## The task:
Filter the entries down to the lines holding "Uuid", then copy those lines.

## Input data:
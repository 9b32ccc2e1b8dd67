use std::path::PathBuf;

use crate::game::BoardError;

/// Errors that can occur when loading configuration.
#[derive(Debug, thiserror::Error)]
pub enum ConfigError {
    #[error("failed to read config file {path}: {source}")]
    FileRead {
        path: PathBuf,
        source: std::io::Error,
    },

    #[error("failed to parse TOML: {0}")]
    TomlParse(#[from] toml::de::Error),

    #[error("config validation error: {0}")]
    Validation(String),
}

/// Top-level application error: anything fatal enough to end the process.
/// Recoverable conditions (bad input, full columns) never reach this type;
/// they are retried at the move-source boundary.
#[derive(Debug, thiserror::Error)]
pub enum AppError {
    #[error("configuration error: {0}")]
    Config(#[from] ConfigError),

    #[error("board error: {0}")]
    Board(#[from] BoardError),

    #[error("I/O error: {0}")]
    Io(#[from] std::io::Error),
}
use lambda_http::http::StatusCode;
use lambda_http::{Error as LambdaError, Response};
use tracing::error;

use crate::common::utils::{message_response, NOT_FOUND_ERROR};
use crate::store::StoreError;

/// Outcome of a failed invocation.
///
/// `HttpError` is a finished response (4xx) that `main` hands back to the
/// gateway as a success. `LambdaError` bubbles up to the runtime, which
/// reports the invocation as failed and the gateway answers 5xx.
#[derive(Debug)]
pub enum Error {
    HttpError(Response<String>),
    LambdaError(LambdaError),
}

impl Error {
    pub fn not_found() -> Self {
        Error::HttpError(message_response(StatusCode::NOT_FOUND, NOT_FOUND_ERROR))
    }

    pub fn bad_request(message: &str) -> Self {
        Error::HttpError(message_response(StatusCode::BAD_REQUEST, message))
    }

    /// Folds the error into what `service_fn` expects.
    pub fn into_lambda_result(self) -> Result<Response<String>, LambdaError> {
        match self {
            Error::HttpError(response) => Ok(response),
            Error::LambdaError(err) => Err(err),
        }
    }
}

impl From<StoreError> for Error {
    fn from(value: StoreError) -> Self {
        match value {
            StoreError::NotFound => Error::not_found(),
            other => {
                error!("Store failure: {}", other);
                Error::LambdaError(Box::new(other))
            }
        }
    }
}

impl From<lambda_http::http::Error> for Error {
    fn from(value: lambda_http::http::Error) -> Self {
        Error::LambdaError(Box::new(value))
    }
}

impl From<serde_json::Error> for Error {
    fn from(value: serde_json::Error) -> Self {
        Error::LambdaError(Box::new(value))
    }
}
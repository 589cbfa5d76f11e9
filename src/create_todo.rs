use lambda_http::{run, service_fn, Error as LambdaError, Request as LambdaRequest};

use todo_lambdas::common::config::Config;
use todo_lambdas::common::errors::Error;
use todo_lambdas::common::logging::init_tracing;
use todo_lambdas::handlers::create_todo;
use todo_lambdas::store::postgres_from_config;

#[tokio::main]
async fn main() -> Result<(), LambdaError> {
    init_tracing();

    let config = Config::from_env()?;
    let store = postgres_from_config(&config)?;

    let store = &store;
    let owner = config.owner_id.as_str();
    run(service_fn(move |request: LambdaRequest| async move {
        create_todo(&request, store, owner)
            .await
            .or_else(Error::into_lambda_result)
    }))
    .await
}
use std::env;

use thiserror::Error;

use crate::common::{API_URL_DEFAULT, DB_MAX_CONNECTIONS_DEFAULT, OWNER_ID_DEFAULT};

#[derive(Debug, Error)]
pub enum ConfigError {
    #[error("{0} is not set")]
    Missing(&'static str),
    #[error("{name} has an invalid value: {value}")]
    Invalid { name: &'static str, value: String },
}

/// Settings shared by the Lambda binaries.
#[derive(Debug, Clone)]
pub struct Config {
    pub database_url: Option<String>,
    pub owner_id: String,
    pub max_connections: u32,
}

impl Config {
    pub fn from_env() -> Result<Self, ConfigError> {
        Self::from_lookup(|name| env::var(name).ok())
    }

    pub fn from_lookup(lookup: impl Fn(&str) -> Option<String>) -> Result<Self, ConfigError> {
        let database_url = lookup("DATABASE_URL").filter(|url| !url.is_empty());
        let owner_id = lookup("OWNER_ID")
            .filter(|owner| !owner.is_empty())
            .unwrap_or(OWNER_ID_DEFAULT.into());
        let max_connections = match lookup("DB_MAX_CONNECTIONS") {
            Some(value) => value
                .parse::<u32>()
                .ok()
                .filter(|n| *n > 0)
                .ok_or(ConfigError::Invalid {
                    name: "DB_MAX_CONNECTIONS",
                    value,
                })?,
            None => DB_MAX_CONNECTIONS_DEFAULT,
        };

        Ok(Self {
            database_url,
            owner_id,
            max_connections,
        })
    }

    pub fn require_database_url(&self) -> Result<&str, ConfigError> {
        self.database_url
            .as_deref()
            .ok_or(ConfigError::Missing("DATABASE_URL"))
    }
}

/// Settings for the terminal frontend.
#[derive(Debug, Clone)]
pub struct ClientConfig {
    pub api_url: String,
    pub display_name: Option<String>,
}

impl ClientConfig {
    pub fn from_env() -> Self {
        Self::from_lookup(|name| env::var(name).ok())
    }

    pub fn from_lookup(lookup: impl Fn(&str) -> Option<String>) -> Self {
        Self {
            api_url: lookup("TODO_API_URL").unwrap_or(API_URL_DEFAULT.into()),
            display_name: lookup("TODO_DISPLAY_NAME").filter(|name| !name.trim().is_empty()),
        }
    }
}
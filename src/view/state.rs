use std::str::FromStr;

use chrono::{NaiveDateTime, Timelike};
use thiserror::Error;

use crate::common::Item;

/// Client-side restriction of the fetched list. Never sent to the backend.
#[derive(Debug, Clone, Copy, PartialEq, Eq, Default)]
pub enum Filter {
    #[default]
    All,
    Active,
    Completed,
}

impl Filter {
    pub const ALL: [Filter; 3] = [Filter::All, Filter::Active, Filter::Completed];

    pub fn matches(self, item: &Item) -> bool {
        match self {
            Filter::All => true,
            Filter::Active => !item.completed,
            Filter::Completed => item.completed,
        }
    }

    pub fn label(self) -> &'static str {
        match self {
            Filter::All => "All",
            Filter::Active => "Active",
            Filter::Completed => "Completed",
        }
    }

    pub fn empty_message(self) -> &'static str {
        match self {
            Filter::All => "No todos yet! Add one above",
            Filter::Active => "No active todos",
            Filter::Completed => "No completed todos",
        }
    }
}

#[derive(Debug, Error, PartialEq, Eq)]
#[error("unknown filter: {0} (expected all, active or completed)")]
pub struct ParseFilterError(String);

impl FromStr for Filter {
    type Err = ParseFilterError;

    fn from_str(s: &str) -> Result<Self, Self::Err> {
        match s.trim().to_ascii_lowercase().as_str() {
            "all" => Ok(Filter::All),
            "active" => Ok(Filter::Active),
            "completed" | "done" => Ok(Filter::Completed),
            other => Err(ParseFilterError(other.to_string())),
        }
    }
}

#[derive(Debug, Clone, Copy, PartialEq, Eq, Default)]
pub enum Phase {
    #[default]
    Idle,
    /// A create is in flight; the input and submit control are disabled.
    Submitting,
}

#[derive(Debug, Clone, PartialEq)]
pub enum Action {
    /// A full list arrived from the backend and replaces the local copy.
    Loaded(Vec<Item>),
    DraftChanged(String),
    SubmitStarted,
    SubmitFinished { created: bool },
    FilterChanged(Filter),
    ToggleDarkMode,
    Tick(NaiveDateTime),
}

#[derive(Debug, Clone, Copy, PartialEq, Eq)]
pub struct Stats {
    pub active: usize,
    pub completed: usize,
}

#[derive(Debug, Clone, PartialEq, Eq)]
pub struct Clock {
    pub date: String,
    pub time: String,
}

#[derive(Debug, Clone, PartialEq)]
pub struct ViewState {
    pub items: Vec<Item>,
    pub draft: String,
    pub phase: Phase,
    pub filter: Filter,
    pub dark_mode: bool,
    pub now: NaiveDateTime,
}

impl ViewState {
    pub fn new(now: NaiveDateTime) -> Self {
        Self {
            items: Vec::new(),
            draft: String::new(),
            phase: Phase::Idle,
            filter: Filter::All,
            dark_mode: false,
            now,
        }
    }

    pub fn apply(&mut self, action: Action) {
        match action {
            Action::Loaded(items) => self.items = items,
            Action::DraftChanged(draft) => {
                if self.phase == Phase::Idle {
                    self.draft = draft;
                }
            }
            Action::SubmitStarted => self.phase = Phase::Submitting,
            Action::SubmitFinished { created } => {
                self.phase = Phase::Idle;
                if created {
                    self.draft.clear();
                }
            }
            Action::FilterChanged(filter) => self.filter = filter,
            Action::ToggleDarkMode => self.dark_mode = !self.dark_mode,
            Action::Tick(now) => self.now = now,
        }
    }

    pub fn visible_items(&self) -> Vec<&Item> {
        self.items
            .iter()
            .filter(|item| self.filter.matches(item))
            .collect()
    }

    pub fn can_submit(&self) -> bool {
        self.phase == Phase::Idle && !self.draft.trim().is_empty()
    }

    pub fn stats(&self) -> Stats {
        let completed = self.items.iter().filter(|item| item.completed).count();
        Stats {
            active: self.items.len() - completed,
            completed,
        }
    }

    pub fn greeting(&self) -> &'static str {
        greeting(self.now.hour())
    }

    pub fn clock(&self) -> Clock {
        Clock {
            date: self.now.format("%A, %B %-d").to_string(),
            time: self.now.format("%-I:%M %p").to_string(),
        }
    }
}

pub fn greeting(hour: u32) -> &'static str {
    match hour {
        0..=11 => "Good Morning",
        12..=17 => "Good Afternoon",
        _ => "Good Evening",
    }
}
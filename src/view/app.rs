use chrono::NaiveDateTime;
use tracing::error;
use uuid::Uuid;

use super::client::{ClientError, TodoApi};
use super::command::Command;
use super::state::{Action, ViewState};

#[derive(Debug, Clone, Copy, PartialEq, Eq)]
pub enum Outcome {
    Render,
    Help,
    /// The position does not exist in the visible list.
    NoSuchItem(usize),
    Quit,
}

/// Drives [`ViewState`] against the backend.
///
/// Mutations never touch the local list: after each one the whole list is
/// fetched again, also when the backend rejected it (the item may have gone
/// away meanwhile). Transport failures are logged and the displayed items
/// stay as they were.
pub struct App<A> {
    api: A,
    state: ViewState,
}

impl<A: TodoApi> App<A> {
    pub fn new(api: A, state: ViewState) -> Self {
        Self { api, state }
    }

    pub fn state(&self) -> &ViewState {
        &self.state
    }

    pub fn api(&self) -> &A {
        &self.api
    }

    /// Local-only actions (draft, filter, theme, clock).
    pub fn dispatch(&mut self, action: Action) {
        self.state.apply(action);
    }

    /// Advances the clock. Returns `true` when the displayed date or time
    /// changed.
    pub fn tick(&mut self, now: NaiveDateTime) -> bool {
        let before = self.state.clock();
        self.state.apply(Action::Tick(now));
        self.state.clock() != before
    }

    pub async fn refresh(&mut self) {
        match self.api.list().await {
            Ok(items) => self.state.apply(Action::Loaded(items)),
            Err(err) => error!("Error fetching todos: {}", err),
        }
    }

    /// Creates the drafted item. Returns `false` without sending anything when
    /// the draft is blank or a create is already in flight.
    pub async fn submit(&mut self) -> bool {
        if !self.state.can_submit() {
            return false;
        }

        self.state.apply(Action::SubmitStarted);
        let title = self.state.draft.clone();
        let created = match self.api.create(&title).await {
            Ok(_) => true,
            Err(err) => {
                error!("Error adding todo: {}", err);
                false
            }
        };
        self.state.apply(Action::SubmitFinished { created });

        if created {
            self.refresh().await;
        }
        true
    }

    pub async fn toggle(&mut self, id: Uuid) {
        let result = self.api.toggle(id).await.map(|_| ());
        self.settle_mutation(result, "Error toggling todo").await;
    }

    pub async fn delete(&mut self, id: Uuid) {
        let result = self.api.delete(id).await;
        self.settle_mutation(result, "Error deleting todo").await;
    }

    async fn settle_mutation(&mut self, result: Result<(), ClientError>, context: &str) {
        let answered = match result {
            Ok(()) => true,
            Err(err) => {
                error!("{}: {}", context, err);
                err.reached_backend()
            }
        };
        if answered {
            self.refresh().await;
        }
    }

    pub async fn execute(&mut self, command: Command) -> Outcome {
        match command {
            Command::Add(title) => {
                self.dispatch(Action::DraftChanged(title));
                self.submit().await;
            }
            Command::Toggle(n) => match self.visible_id(n) {
                Some(id) => self.toggle(id).await,
                None => return Outcome::NoSuchItem(n),
            },
            Command::Delete(n) => match self.visible_id(n) {
                Some(id) => self.delete(id).await,
                None => return Outcome::NoSuchItem(n),
            },
            Command::Filter(filter) => self.dispatch(Action::FilterChanged(filter)),
            Command::Dark => self.dispatch(Action::ToggleDarkMode),
            Command::Refresh => self.refresh().await,
            Command::Help => return Outcome::Help,
            Command::Quit => return Outcome::Quit,
        }
        Outcome::Render
    }

    fn visible_id(&self, n: usize) -> Option<Uuid> {
        let index = n.checked_sub(1)?;
        self.state.visible_items().get(index).map(|item| item.id)
    }
}
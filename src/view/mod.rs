//! Client side of the to-do list: a reducer-driven view state, the HTTP
//! client it talks to, and a terminal rendering.

pub mod app;
pub mod client;
pub mod command;
pub mod render;
pub mod state;

pub use app::{App, Outcome};
pub use client::{ClientError, HttpTodoClient, TodoApi};
pub use command::Command;
pub use state::{Action, Filter, Phase, ViewState};
use dotenvy::dotenv;
use lambda_http::Error as LambdaError;
use tracing::info;

use todo_lambdas::common::config::Config;
use todo_lambdas::common::logging::init_tracing;
use todo_lambdas::store::postgres_from_config;

#[tokio::main]
async fn main() -> Result<(), LambdaError> {
    dotenv().ok();
    init_tracing();

    let config = Config::from_env()?;
    let store = postgres_from_config(&config)?;

    info!("Applying migrations");
    store.migrate().await?;
    info!("Migrations applied");

    Ok(())
}
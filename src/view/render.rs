use std::fmt::Write;

use super::state::{Filter, Phase, ViewState};

const LIGHT_MODE_ICON: &str = "☾";
const DARK_MODE_ICON: &str = "☀";

// reverse video stands in for the dark theme
const DARK_ON: &str = "\x1b[7m";
const DARK_OFF: &str = "\x1b[0m";

/// Date and time as shown under the greeting.
pub fn clock_line(state: &ViewState) -> String {
    let clock = state.clock();
    format!("{}  {}", clock.date, clock.time)
}

pub fn render(state: &ViewState, display_name: Option<&str>) -> String {
    let mut out = String::new();
    let icon = if state.dark_mode {
        DARK_MODE_ICON
    } else {
        LIGHT_MODE_ICON
    };

    match display_name {
        Some(name) => {
            let _ = writeln!(out, "{}, {}  [{}]", state.greeting(), name, icon);
        }
        None => {
            let _ = writeln!(out, "{}  [{}]", state.greeting(), icon);
        }
    }
    let _ = writeln!(out, "{}", clock_line(state));

    let tabs: Vec<String> = Filter::ALL
        .iter()
        .map(|filter| {
            if *filter == state.filter {
                format!("[{}]", filter.label())
            } else {
                format!(" {} ", filter.label())
            }
        })
        .collect();
    let _ = writeln!(out, "{}", tabs.join(" "));

    if state.phase == Phase::Submitting {
        let _ = writeln!(out, "adding...");
    }

    let visible = state.visible_items();
    if visible.is_empty() {
        let _ = writeln!(out, "{}", state.filter.empty_message());
    } else {
        for (n, item) in visible.iter().enumerate() {
            let mark = if item.completed { "x" } else { " " };
            let _ = writeln!(out, "{:>3}. [{}] {}", n + 1, mark, item.title);
        }
    }

    if !state.items.is_empty() {
        let stats = state.stats();
        let _ = writeln!(out, "{} active • {} completed", stats.active, stats.completed);
    }

    if state.dark_mode {
        format!("{DARK_ON}{out}{DARK_OFF}")
    } else {
        out
    }
}
use async_trait::async_trait;
use chrono::Utc;
use sqlx::postgres::{PgPool, PgPoolOptions};
use tracing::debug;
use uuid::Uuid;

use super::{ItemStore, StoreError, StoreResult};
use crate::common::Item;

const ITEM_COLUMNS: &str = "id, title, completed, owner_id, created_at, updated_at";

#[derive(Clone)]
pub struct PgItemStore {
    pool: PgPool,
}

impl PgItemStore {
    pub fn new(pool: PgPool) -> Self {
        Self { pool }
    }

    /// Builds the pool without connecting. A warm Lambda container reuses it
    /// across invocations; the first query opens the connection.
    pub fn connect_lazy(database_url: &str, max_connections: u32) -> StoreResult<Self> {
        let pool = PgPoolOptions::new()
            .max_connections(max_connections)
            .connect_lazy(database_url)?;

        Ok(Self::new(pool))
    }

    pub async fn migrate(&self) -> StoreResult<()> {
        sqlx::migrate!("./migrations").run(&self.pool).await?;
        Ok(())
    }

    pub fn pool(&self) -> &PgPool {
        &self.pool
    }
}

#[async_trait]
impl ItemStore for PgItemStore {
    async fn list(&self, owner: &str) -> StoreResult<Vec<Item>> {
        debug!("Listing items for owner: {}", owner);

        let items = sqlx::query_as::<_, Item>(&format!(
            "SELECT {ITEM_COLUMNS} FROM items WHERE owner_id = $1 \
             ORDER BY completed ASC, created_at ASC, id ASC"
        ))
        .bind(owner)
        .fetch_all(&self.pool)
        .await?;

        Ok(items)
    }

    async fn create(&self, owner: &str, title: &str) -> StoreResult<Item> {
        let item = Item::new(owner, title);
        debug!("Creating item: {} (owner: {})", item.id, owner);

        let item = sqlx::query_as::<_, Item>(&format!(
            r#"
            INSERT INTO items (id, title, completed, owner_id, created_at, updated_at)
            VALUES ($1, $2, $3, $4, $5, $6)
            RETURNING {ITEM_COLUMNS}
            "#
        ))
        .bind(item.id)
        .bind(&item.title)
        .bind(item.completed)
        .bind(&item.owner_id)
        .bind(item.created_at)
        .bind(item.updated_at)
        .fetch_one(&self.pool)
        .await?;

        Ok(item)
    }

    async fn toggle(&self, owner: &str, id: Uuid) -> StoreResult<Item> {
        debug!("Toggling item: {} (owner: {})", id, owner);

        sqlx::query_as::<_, Item>(&format!(
            r#"
            UPDATE items
            SET completed = NOT completed, updated_at = $3
            WHERE id = $1 AND owner_id = $2
            RETURNING {ITEM_COLUMNS}
            "#
        ))
        .bind(id)
        .bind(owner)
        .bind(Utc::now())
        .fetch_optional(&self.pool)
        .await?
        .ok_or(StoreError::NotFound)
    }

    async fn delete(&self, owner: &str, id: Uuid) -> StoreResult<()> {
        debug!("Deleting item: {} (owner: {})", id, owner);

        let result = sqlx::query("DELETE FROM items WHERE id = $1 AND owner_id = $2")
            .bind(id)
            .bind(owner)
            .execute(&self.pool)
            .await?;

        if result.rows_affected() == 0 {
            return Err(StoreError::NotFound);
        }

        Ok(())
    }
}
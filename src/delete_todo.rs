use lambda_http::{run, service_fn, Error as LambdaError, Request as LambdaRequest};

use todo_lambdas::common::config::Config;
use todo_lambdas::common::errors::Error;
use todo_lambdas::common::logging::init_tracing;
use todo_lambdas::common::utils::path_id;
use todo_lambdas::handlers::delete_todo;
use todo_lambdas::store::postgres_from_config;

#[tokio::main]
async fn main() -> Result<(), LambdaError> {
    init_tracing();

    let config = Config::from_env()?;
    let store = postgres_from_config(&config)?;

    let store = &store;
    let owner = config.owner_id.as_str();
    run(service_fn(move |request: LambdaRequest| async move {
        let id = path_id(&request);
        delete_todo(id.as_deref(), store, owner)
            .await
            .or_else(Error::into_lambda_result)
    }))
    .await
}
use std::str::FromStr;

use thiserror::Error;

use super::state::{Filter, ParseFilterError};

pub const HELP: &str = "\
commands:
  add <title>       create a todo
  toggle <n>        flip todo n of the visible list
  delete <n>        remove todo n of the visible list
  filter <f>        show all | active | completed
  dark              toggle dark mode
  refresh           fetch the list again
  help              show this message
  quit              exit";

#[derive(Debug, Clone, PartialEq, Eq)]
pub enum Command {
    /// Title as typed; blank titles are refused by the view, not here.
    Add(String),
    /// 1-based position in the visible list.
    Toggle(usize),
    Delete(usize),
    Filter(Filter),
    Dark,
    Refresh,
    Help,
    Quit,
}

#[derive(Debug, Error, PartialEq, Eq)]
pub enum ParseCommandError {
    #[error("empty command")]
    Empty,
    #[error("unknown command: {0}")]
    Unknown(String),
    #[error("{0} needs an argument")]
    MissingArgument(&'static str),
    #[error("not a list position: {0}")]
    InvalidIndex(String),
    #[error(transparent)]
    Filter(#[from] ParseFilterError),
}

impl FromStr for Command {
    type Err = ParseCommandError;

    fn from_str(line: &str) -> Result<Self, Self::Err> {
        let line = line.trim();
        let (name, rest) = match line.split_once(char::is_whitespace) {
            Some((name, rest)) => (name, rest.trim()),
            None => (line, ""),
        };

        match name.to_ascii_lowercase().as_str() {
            "" => Err(ParseCommandError::Empty),
            "add" | "a" => Ok(Command::Add(rest.to_string())),
            "toggle" | "t" => parse_index(rest, "toggle").map(Command::Toggle),
            "delete" | "rm" | "d" => parse_index(rest, "delete").map(Command::Delete),
            "filter" | "f" => {
                if rest.is_empty() {
                    return Err(ParseCommandError::MissingArgument("filter"));
                }
                Ok(Command::Filter(rest.parse()?))
            }
            "dark" => Ok(Command::Dark),
            "refresh" | "r" => Ok(Command::Refresh),
            "help" | "?" => Ok(Command::Help),
            "quit" | "q" | "exit" => Ok(Command::Quit),
            other => Err(ParseCommandError::Unknown(other.to_string())),
        }
    }
}

fn parse_index(arg: &str, command: &'static str) -> Result<usize, ParseCommandError> {
    if arg.is_empty() {
        return Err(ParseCommandError::MissingArgument(command));
    }
    arg.parse::<usize>()
        .ok()
        .filter(|n| *n > 0)
        .ok_or_else(|| ParseCommandError::InvalidIndex(arg.to_string()))
}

## Written reply:
use uuid::Uuid;
    pub async fn toggle(&mut self, id: Uuid) {
    pub async fn delete(&mut self, id: Uuid) {
    fn visible_id(&self, n: usize) -> Option<Uuid> {
use uuid::Uuid;
    async fn toggle(&self, owner: &str, id: Uuid) -> StoreResult<Item> {
    async fn delete(&self, owner: &str, id: Uuid) -> StoreResult<()> {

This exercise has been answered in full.